Data supplied Block Start
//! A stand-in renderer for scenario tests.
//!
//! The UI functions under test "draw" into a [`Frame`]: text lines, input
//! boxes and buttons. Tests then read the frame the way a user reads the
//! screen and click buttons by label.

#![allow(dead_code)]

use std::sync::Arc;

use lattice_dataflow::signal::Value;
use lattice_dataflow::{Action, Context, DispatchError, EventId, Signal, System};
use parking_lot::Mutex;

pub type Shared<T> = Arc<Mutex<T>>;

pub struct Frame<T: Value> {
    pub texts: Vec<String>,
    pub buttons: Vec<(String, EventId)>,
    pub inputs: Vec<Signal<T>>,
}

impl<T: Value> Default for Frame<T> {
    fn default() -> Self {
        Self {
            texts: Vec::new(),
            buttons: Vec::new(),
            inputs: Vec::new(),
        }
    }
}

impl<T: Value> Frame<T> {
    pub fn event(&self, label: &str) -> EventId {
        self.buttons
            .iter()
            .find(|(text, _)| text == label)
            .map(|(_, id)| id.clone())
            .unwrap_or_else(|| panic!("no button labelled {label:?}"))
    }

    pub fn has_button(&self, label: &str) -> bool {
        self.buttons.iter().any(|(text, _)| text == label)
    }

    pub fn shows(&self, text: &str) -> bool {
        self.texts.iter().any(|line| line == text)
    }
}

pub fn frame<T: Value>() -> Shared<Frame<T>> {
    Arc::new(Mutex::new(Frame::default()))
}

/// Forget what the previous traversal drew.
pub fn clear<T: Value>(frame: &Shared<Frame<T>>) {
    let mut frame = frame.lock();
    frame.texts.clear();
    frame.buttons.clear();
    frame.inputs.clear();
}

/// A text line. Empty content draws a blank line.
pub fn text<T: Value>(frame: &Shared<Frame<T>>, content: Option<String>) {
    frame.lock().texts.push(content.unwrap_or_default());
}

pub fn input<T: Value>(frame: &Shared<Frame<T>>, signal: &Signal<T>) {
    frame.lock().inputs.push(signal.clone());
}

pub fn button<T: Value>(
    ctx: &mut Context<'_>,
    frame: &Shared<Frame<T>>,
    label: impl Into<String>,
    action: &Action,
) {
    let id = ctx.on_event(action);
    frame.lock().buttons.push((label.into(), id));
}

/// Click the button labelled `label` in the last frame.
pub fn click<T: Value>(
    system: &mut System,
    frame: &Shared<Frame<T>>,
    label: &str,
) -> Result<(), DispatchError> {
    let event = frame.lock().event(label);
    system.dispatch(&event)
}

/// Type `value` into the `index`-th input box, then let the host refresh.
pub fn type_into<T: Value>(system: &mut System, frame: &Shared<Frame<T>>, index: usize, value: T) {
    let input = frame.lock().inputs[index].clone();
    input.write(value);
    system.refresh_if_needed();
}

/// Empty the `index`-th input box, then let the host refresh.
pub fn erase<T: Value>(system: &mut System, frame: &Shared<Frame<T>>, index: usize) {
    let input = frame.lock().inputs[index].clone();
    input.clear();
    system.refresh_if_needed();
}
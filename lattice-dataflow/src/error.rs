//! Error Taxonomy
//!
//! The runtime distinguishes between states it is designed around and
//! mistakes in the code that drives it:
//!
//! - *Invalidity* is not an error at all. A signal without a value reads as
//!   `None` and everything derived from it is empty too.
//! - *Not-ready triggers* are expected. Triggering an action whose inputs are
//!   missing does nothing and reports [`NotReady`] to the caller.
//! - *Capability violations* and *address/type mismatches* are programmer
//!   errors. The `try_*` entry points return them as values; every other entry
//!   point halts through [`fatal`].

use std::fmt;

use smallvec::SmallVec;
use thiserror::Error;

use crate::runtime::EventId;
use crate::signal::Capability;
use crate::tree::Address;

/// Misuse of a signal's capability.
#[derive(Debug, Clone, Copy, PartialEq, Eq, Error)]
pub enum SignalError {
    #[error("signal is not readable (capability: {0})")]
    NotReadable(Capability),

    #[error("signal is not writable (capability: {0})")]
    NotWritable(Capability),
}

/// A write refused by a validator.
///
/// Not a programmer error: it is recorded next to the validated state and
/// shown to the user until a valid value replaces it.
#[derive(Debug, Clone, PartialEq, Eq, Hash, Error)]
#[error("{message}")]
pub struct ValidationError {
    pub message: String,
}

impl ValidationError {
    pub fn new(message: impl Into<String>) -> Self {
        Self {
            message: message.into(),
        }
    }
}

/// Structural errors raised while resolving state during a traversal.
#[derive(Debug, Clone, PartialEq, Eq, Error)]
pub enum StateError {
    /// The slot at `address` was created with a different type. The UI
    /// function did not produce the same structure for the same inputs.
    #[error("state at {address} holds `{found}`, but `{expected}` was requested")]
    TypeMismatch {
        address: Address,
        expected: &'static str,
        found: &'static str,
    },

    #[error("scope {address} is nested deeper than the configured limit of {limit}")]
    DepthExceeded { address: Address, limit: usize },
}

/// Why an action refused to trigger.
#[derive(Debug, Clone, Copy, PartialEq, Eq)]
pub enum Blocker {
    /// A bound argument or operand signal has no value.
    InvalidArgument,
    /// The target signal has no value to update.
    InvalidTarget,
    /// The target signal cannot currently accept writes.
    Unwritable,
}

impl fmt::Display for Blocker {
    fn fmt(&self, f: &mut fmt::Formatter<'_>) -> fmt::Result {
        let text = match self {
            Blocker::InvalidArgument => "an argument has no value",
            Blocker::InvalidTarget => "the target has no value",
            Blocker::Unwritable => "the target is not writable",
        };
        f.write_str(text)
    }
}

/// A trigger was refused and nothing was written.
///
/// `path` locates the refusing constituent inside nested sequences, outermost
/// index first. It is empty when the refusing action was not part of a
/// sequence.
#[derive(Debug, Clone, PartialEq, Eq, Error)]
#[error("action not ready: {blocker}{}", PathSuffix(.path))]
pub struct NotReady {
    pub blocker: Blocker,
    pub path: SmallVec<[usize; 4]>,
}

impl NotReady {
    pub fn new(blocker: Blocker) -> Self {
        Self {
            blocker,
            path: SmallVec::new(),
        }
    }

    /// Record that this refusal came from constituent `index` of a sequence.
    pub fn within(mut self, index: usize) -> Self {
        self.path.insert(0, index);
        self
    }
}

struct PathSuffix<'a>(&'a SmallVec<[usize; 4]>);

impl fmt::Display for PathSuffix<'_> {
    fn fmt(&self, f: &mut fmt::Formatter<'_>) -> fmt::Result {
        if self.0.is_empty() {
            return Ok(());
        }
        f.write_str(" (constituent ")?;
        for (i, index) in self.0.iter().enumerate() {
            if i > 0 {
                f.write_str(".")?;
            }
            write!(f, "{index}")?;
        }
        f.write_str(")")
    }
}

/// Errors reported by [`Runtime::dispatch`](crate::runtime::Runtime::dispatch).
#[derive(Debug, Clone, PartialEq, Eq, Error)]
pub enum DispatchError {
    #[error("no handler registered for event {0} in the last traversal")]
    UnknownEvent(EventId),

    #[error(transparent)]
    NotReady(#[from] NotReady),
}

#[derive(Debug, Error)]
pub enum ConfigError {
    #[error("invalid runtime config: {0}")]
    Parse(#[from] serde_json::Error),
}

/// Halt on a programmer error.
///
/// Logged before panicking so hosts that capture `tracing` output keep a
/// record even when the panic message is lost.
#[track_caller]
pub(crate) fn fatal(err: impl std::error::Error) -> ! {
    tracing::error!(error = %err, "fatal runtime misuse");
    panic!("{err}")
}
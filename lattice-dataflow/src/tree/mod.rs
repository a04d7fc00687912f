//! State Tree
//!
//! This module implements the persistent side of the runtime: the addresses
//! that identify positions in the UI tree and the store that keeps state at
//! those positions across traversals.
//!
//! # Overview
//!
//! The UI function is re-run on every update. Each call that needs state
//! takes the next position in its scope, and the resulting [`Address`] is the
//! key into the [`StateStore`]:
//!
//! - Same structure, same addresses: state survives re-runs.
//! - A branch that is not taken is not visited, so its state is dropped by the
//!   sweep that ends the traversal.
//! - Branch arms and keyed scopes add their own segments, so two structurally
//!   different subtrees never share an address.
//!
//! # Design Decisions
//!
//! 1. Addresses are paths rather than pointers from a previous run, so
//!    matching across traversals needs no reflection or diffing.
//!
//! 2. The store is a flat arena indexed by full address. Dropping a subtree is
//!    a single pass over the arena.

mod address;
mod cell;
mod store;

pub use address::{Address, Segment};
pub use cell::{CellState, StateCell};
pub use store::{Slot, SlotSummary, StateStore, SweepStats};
Data supplied Block End
Beginning at the line above with "Arc::new(Mutex::new(Frame::default()))" and finishing at the line with "is empty too.", return each line exactly and return nothing else.

[Response below]
    Arc::new(Mutex::new(Frame::default()))
}

/// Forget what the previous traversal drew.
pub fn clear<T: Value>(frame: &Shared<Frame<T>>) {
    let mut frame = frame.lock();
    frame.texts.clear();
    frame.buttons.clear();
    frame.inputs.clear();
}

/// A text line. Empty content draws a blank line.
pub fn text<T: Value>(frame: &Shared<Frame<T>>, content: Option<String>) {
    frame.lock().texts.push(content.unwrap_or_default());
}

pub fn input<T: Value>(frame: &Shared<Frame<T>>, signal: &Signal<T>) {
    frame.lock().inputs.push(signal.clone());
}

pub fn button<T: Value>(
    ctx: &mut Context<'_>,
    frame: &Shared<Frame<T>>,
    label: impl Into<String>,
    action: &Action,
) {
    let id = ctx.on_event(action);
    frame.lock().buttons.push((label.into(), id));
}

/// Click the button labelled `label` in the last frame.
pub fn click<T: Value>(
    system: &mut System,
    frame: &Shared<Frame<T>>,
    label: &str,
) -> Result<(), DispatchError> {
    let event = frame.lock().event(label);
    system.dispatch(&event)
}

/// Type `value` into the `index`-th input box, then let the host refresh.
pub fn type_into<T: Value>(system: &mut System, frame: &Shared<Frame<T>>, index: usize, value: T) {
    let input = frame.lock().inputs[index].clone();
    input.write(value);
    system.refresh_if_needed();
}

/// Empty the `index`-th input box, then let the host refresh.
pub fn erase<T: Value>(system: &mut System, frame: &Shared<Frame<T>>, index: usize) {
    let input = frame.lock().inputs[index].clone();
    input.clear();
    system.refresh_if_needed();
}
filename lattice-dataflow/src/error.rs
//! Error Taxonomy
//!
//! The runtime distinguishes between states it is designed around and
//! mistakes in the code that drives it:
//!
//! - *Invalidity* is not an error at all. A signal without a value reads as
//!   `None` and everything derived from it is empty too.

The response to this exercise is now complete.